5 Ways To Protect Your SMB Customers' VoIP Networks From Getting Hacked

Protect VOIP From Getting Hacked

By Reuben Yonatan, Founder & Tech Enthusiast at GetVoIP.com, an online guide providing extensive comparisons on business communication solutions.

The term “security through obscurity” once may have applied to Voice over Internet Protocol (VoIP). Several years ago, few individuals and even fewer businesses relied on VoIP. But in recent years, business VoIP adoption has exploded. The potential downside is that Internet services, in the past, have been much more vulnerable to attack and exploitation than copper wires and fiber optic cables. Fortunately, VoIP security has also increased as VoIP has gained market share. Here are five ways to make sure your customers’ VoIP networks are safe.

1.  Separate Voice Traffic From Data Traffic

By keeping audio on a different “pipe” than data, you are less susceptible to spam and malware hidden in files. The way to do this is to create two Virtual LANs, which also lets you apply two different quality of service (QoS) priorities, so the voice data travels faster and more securely than if the two were grouped together. A VLAN is when a single layer-2 network is partitioned so that the devices can only communicate directly with each other, via one or more routers. It uses routers because switches cannot differentiate between multiple types of data, and routers can. In order to best achieve this, you may need separate cables connecting the routers to each other.

Another way to keep the two data paths separate is to use Differentiated Services (DiffServe) bit-marking. The IP phone itself marks the voice packets as it generates them. The marked packets can be encrypted before they leave the phone, and then sent over the network with the highest priority.

2.  Use Secure Session Internet Protocol (SIPS)

SIP was never designed to be secure, which is an important flaw addressed by this new protocol. With SIPS, messages are sent over a Transport Layer Security (TLS)-encrypted channel. TLS was first used to secure HTTP sessions, but is now able to protect SIP session communications from eavesdropping or tampering. SIPS requires that every hop of the conversation have TLS encryption. An attacker would have to break the encryption at every step in order to eavesdrop, which is very difficult.

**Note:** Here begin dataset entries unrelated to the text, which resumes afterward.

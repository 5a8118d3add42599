use anyhow::{Context, Result, anyhow};
use async_trait::async_trait;
use regex::Regex;
use serde::Deserialize;
use serde_json::{Value, json};
use std::path::PathBuf;
use std::sync::LazyLock;

use super::{Tool, ToolError, parse_args, write_output};

static ANGLE_ADDRESS: LazyLock<Regex> =
    LazyLock::new(|| Regex::new(r"<\s*([^<>@\s]+@[^<>@\s]+)\s*>").expect("valid regex"));

static BARE_ADDRESS: LazyLock<Regex> = LazyLock::new(|| {
    Regex::new(r"[A-Za-z0-9._%+\-]+@[A-Za-z0-9.\-]+\.[A-Za-z]{2,}").expect("valid regex")
});

#[derive(Debug, Deserialize)]
#[serde(deny_unknown_fields)]
struct Args {
    input_file: PathBuf,
    #[serde(default)]
    output_file: Option<PathBuf>,
}

/// The sender address from the first `From:` header of a message.
///
/// Folded header continuation lines are joined before matching.
pub fn sender_address(message: &str) -> Option<String> {
    let mut lines = message.lines().peekable();
    while let Some(line) = lines.next() {
        if line.trim().is_empty() {
            // End of the header block.
            break;
        }
        let Some((name, value)) = line.split_once(':') else {
            continue;
        };
        if !name.trim().eq_ignore_ascii_case("from") {
            continue;
        }

        let mut value = value.to_string();
        while let Some(next) = lines.peek() {
            if next.starts_with(' ') || next.starts_with('\t') {
                value.push(' ');
                value.push_str(next.trim());
                lines.next();
            } else {
                break;
            }
        }

        if let Some(caps) = ANGLE_ADDRESS.captures(&value) {
            return Some(caps[1].to_string());
        }
        return BARE_ADDRESS.find(&value).map(|m| m.as_str().to_string());
    }
    None
}

/// Pulls the sender's address out of an email message.
pub struct SenderEmailTool;

impl SenderEmailTool {
    async fn run(args: Args) -> Result<String> {
        let message = tokio::fs::read_to_string(&args.input_file)
            .await
            .with_context(|| format!("failed to read {}", args.input_file.display()))?;

        let address = sender_address(&message)
            .ok_or_else(|| anyhow!("no sender address found in {}", args.input_file.display()))?;

        if let Some(output) = &args.output_file {
            write_output(output, &address).await?;
        }
        Ok(address)
    }
}

#[async_trait]
impl Tool for SenderEmailTool {
    fn name(&self) -> &str {
        "extract_sender_email"
    }

    fn description(&self) -> &str {
        "Extract the sender's email address from the From header of an email message file. Optionally writes the address to an output file."
    }

    fn parameters(&self) -> Value {
        json!({
            "type": "object",
            "properties": {
                "input_file": {"type": "string", "description": "File containing the email message"},
                "output_file": {"type": "string", "description": "Where to write the address"}
            },
            "required": ["input_file"],
            "additionalProperties": false
        })
    }

    async fn execute(&self, args: Value) -> Result<Value, ToolError> {
        let args: Args = parse_args(args)?;
        let address = Self::run(args).await?;
        Ok(json!(address))
    }
}

#[cfg(test)]
mod tests {
    use super::*;

    #[test]
    fn angle_bracket_address() {
        let msg = "Delivered-To: me@example.com\nFrom: \"Jane Doe\" <jane.doe@example.org>\nSubject: hi\n\nbody";
        assert_eq!(sender_address(msg), Some("jane.doe@example.org".to_string()));
    }

    #[test]
    fn bare_address() {
        let msg = "from: bob@example.net\nTo: me@example.com\n\nhello";
        assert_eq!(sender_address(msg), Some("bob@example.net".to_string()));
    }

    #[test]
    fn folded_header() {
        let msg = "From: Very Long Name\n <long@example.com>\nTo: x@y.com\n\n";
        assert_eq!(sender_address(msg), Some("long@example.com".to_string()));
    }

    #[test]
    fn ignores_addresses_in_body() {
        let msg = "To: me@example.com\nSubject: no sender\n\nFrom: fake@example.com";
        assert_eq!(sender_address(msg), None);
    }

    #[test]
    fn ignores_to_header() {
        let msg = "To: someone@example.com\nFrom: real@example.com\n\n";
        assert_eq!(sender_address(msg), Some("real@example.com".to_string()));
    }

    #[tokio::test]
    async fn tool_writes_address() {
        let dir = tempfile::tempdir().unwrap();
        let input = dir.path().join("email.txt");
        let output = dir.path().join("email-sender.txt");
        std::fs::write(&input, "From: Ann <ann@example.com>\n\nHi").unwrap();

        let result = SenderEmailTool
            .execute(json!({"input_file": input, "output_file": output}))
            .await
            .unwrap();
        assert_eq!(result, json!("ann@example.com"));
        assert_eq!(std::fs::read_to_string(output).unwrap(), "ann@example.com");
    }

    #[tokio::test]
    async fn tool_fails_without_sender() {
        let dir = tempfile::tempdir().unwrap();
        let input = dir.path().join("email.txt");
        std::fs::write(&input, "Subject: none\n\n").unwrap();

        let err = SenderEmailTool
            .execute(json!({"input_file": input}))
            .await
            .unwrap_err();
        assert!(err.to_string().contains("no sender address"));
    }
}
// Test code patterns (expected in test files):
#![cfg_attr(test, allow(clippy::unwrap_used))]
#![cfg_attr(test, allow(clippy::expect_used))]

//! Pediu Billing
//!
//! Decides whether a tenant may serve traffic and advances subscription
//! state as invoices go unpaid.
//!
//! ## Features
//!
//! - **Access evaluation**: read-only, wall-clock based decision over a
//!   tenant's subscription (active, active with warning, blocked)
//! - **Lifecycle sweep**: idempotent batch job that marks invoices overdue,
//!   moves tenants to past due, suspends them after the grace period and
//!   suspends expired trials
//! - **Invariants**: read-only consistency checks over orders, coupons and
//!   subscriptions

use std::sync::Arc;

use sqlx::PgPool;

pub mod access;
pub mod error;
pub mod invariants;
pub mod lifecycle;
pub mod memory;
pub mod pg;
pub mod store;


// Access
pub use access::{
    days_remaining, evaluate, AccessDecision, AccessEvaluation, AccessEvaluator, AccessReason,
    SubscriptionRecord,
};

// Error
pub use error::{BillingError, BillingResult};

// Invariants
pub use invariants::{
    InvariantCheckSummary, InvariantChecker, InvariantViolation, ViolationSeverity,
};

// Lifecycle
pub use lifecycle::{BillingPolicy, LifecycleSweep, SweepReport, DEFAULT_GRACE_PERIOD_DAYS};

// Stores
pub use memory::InMemoryBillingStore;
pub use pg::PgBillingStore;
pub use store::{BillingStore, Invoice, OverdueTenant};

/// Access evaluator and lifecycle sweep sharing one store
#[derive(Clone)]
pub struct BillingService {
    pub access: AccessEvaluator,
    pub lifecycle: LifecycleSweep,
}

impl BillingService {
    /// Build against Postgres with the policy read from the environment
    pub fn from_env(pool: PgPool) -> BillingResult<Self> {
        let policy = BillingPolicy::from_env()?;
        Ok(Self::new(Arc::new(PgBillingStore::new(pool)), policy))
    }

    pub fn new(store: Arc<dyn BillingStore>, policy: BillingPolicy) -> Self {
        Self {
            access: AccessEvaluator::new(store.clone()),
            lifecycle: LifecycleSweep::new(store, policy),
        }
    }
}
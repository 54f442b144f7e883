//! Authentication and access gating

#[cfg(test)]
mod edge_case_tests;
pub mod jwt;
pub mod middleware;
#[cfg(test)]
mod middleware_tests;

pub use jwt::{Claims, JwtError, JwtManager};
pub use middleware::{
    require_auth, require_cron_secret, require_subscription_access, AuthError, AuthUser,
    HEADER_BILLING_MODE, HEADER_BILLING_REASON, HEADER_GRACE_DAYS_REMAINING,
};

3.  Use SIP-Aware Firewalls

Voice traffic has always been a little tricky when it comes to firewalls. SIP uses two different connections to make a call, one that has the call signaling information, and another that carries the actual audio data. So, one port acknowledges that the call signaling data is safe, and opens up, but the audio comes through a different port and may be blocked. SIP involves two-way real-time communications, so unlike web surfing, a half a second of delay in connection is a half a second too long.

A SIP-aware firewall can be configured to inspect the data packets as they pass through, and change the port number in embedded in the audio data packets so that it matches the port number opened by the signaling information packets.

4.  Make Your SIP User Names Different Than Your Extensions

It can be easy to overlook simple changes that make your network more secure. An extension in this case, refers to the desk you reach when you dial a number. It is easier when setting the names of the extensions to simply be the number, but anything easy for you is also easier for hackers. So, it is better to use personalized names for the extensions, like the MAC address of the device being connected.

On a related note, NEVER use predictable passwords like “PASSWORD1234.” The best passwords, if you can remember them, are non-dictionary words. Consider using letter substitution for secure passwords. One way is to move your fingers to different keys on your keyboard: “GetVoIP” would be “hrybpo[” when you move your fingers one key to the right. 

5. Hack Yourself

The term for friendly engineers that test for weaknesses in a network is “Pentesters,” short for penetration testers. These people, and the programs they use, make mock attacks on a network, using every tool from guessing to sniffing to phishing to try to break into your system. Some of these tools, like PACK (Password Analysis & Cracking Toolkit) and SIPCRACK are even available to the public.

Having a secure VoIP network can mean the difference between productive business conversations and serious trouble. Security is one of the top priorities of businesses when they consider their communications needs and they will look for providers who, on both a technical and personal level, do all they can to keep their customers’ VoIP networks secure.